I'd like every line from the material below that has "environment" in it.

▸ **Input records**:
_ _ _ _ _ _ _

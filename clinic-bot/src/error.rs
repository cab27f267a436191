use thiserror::Error;

pub type GatewayResult<T> = std::result::Result<T, GatewayError>;

/// Failures talking to the clinic backend.
#[derive(Debug, Error)]
pub enum GatewayError {
    #[error("backend unreachable: {0}")]
    Transport(#[from] reqwest::Error),

    #[error("backend answered with status {0}")]
    Status(u16),

    #[error("malformed backend response: {0}")]
    Parse(#[from] serde_json::Error),

    /// A well-formed `{"error": ...}` body
    #[error("backend reported an error: {0}")]
    Backend(String),

    #[error("SECRET_KEY is not configured")]
    MissingSecret,

    #[error("failed to read upload: {0}")]
    Io(#[from] std::io::Error),
}

/// Failures turning a voice clip into a WAV file.
#[derive(Debug, Error)]
pub enum TranscodeError {
    #[error("cannot decode voice clip: {0}")]
    Decode(String),

    #[error("unsupported voice clip: {0}")]
    Unsupported(String),

    #[error("resampling failed: {0}")]
    Resample(String),

    #[error("failed to write audio file: {0}")]
    Io(#[from] std::io::Error),
}

#[derive(Debug, Error)]
pub enum ConfigError {
    #[error("environment variable {0} is required")]
    Missing(&'static str),

    #[error("environment variable {var} has invalid value {value:?}")]
    Invalid { var: &'static str, value: String },
}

_ _ _ _ _ _ _

▸ **Your solution**:
    #[error("environment variable {0} is required")]
    #[error("environment variable {var} has invalid value {value:?}")]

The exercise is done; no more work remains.